Let $f: \mathbb{R}^2 \to \mathbb{R}$ be a continuous open map. Show that in fact for each $x \in \text{range}(f)$, $f^{-1}(x)$ is always uncountable.
I know that if this was simply a projection onto the one of the two coordinates, this problem would be trivial, since it being continuous, surjective, and open would imply that it's a quotient map, and taking the preimage would yield an uncountable sequence of ordered pairs. However, it instead being a continuous open map, with no other information, seems to make it slightly more complicated.

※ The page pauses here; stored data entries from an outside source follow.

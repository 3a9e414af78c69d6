//! Branch lineage for ChainScript.
//!
//! Rebuilds the story forest from a registry snapshot: which story each
//! branch descends from, how deep it sits, and which parent links had to be
//! cut to keep the result acyclic. The forest is derived data and is
//! recomputed on every query.

pub mod lineage;
pub mod node;
pub mod resolver;

pub use lineage::Lineage;
pub use node::{EdgeSource, LineageCycleWarning, LineageEdge, LineageNode};
pub use resolver::{resolve_lineage, LineageResolver};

Couldn't we use the fact that the irrationals (which are uncountable) are dense in the reals implies, for $ A = \mathbb{R} \setminus \mathbb{Q}$ and every open subset of $\mathbb{R}$, say $B$, that $A \cap B \neq \emptyset$, so if we partition the outcome space into disjoint subsets whose union is $\mathbb{R}$, making $f$ into a surjective and therefore quotient map onto it's range, then the inverse function is surjective and continuous, so we can determine that the yielded sequence of ordered pairs is uncountable due to the density of the irrationals in the range and, by continuity and surjectiveness, the domain?
Would this line of thinking be correct? If someone could correct me if I am wrong or formalize their own solution that would be great! Thank you in advance.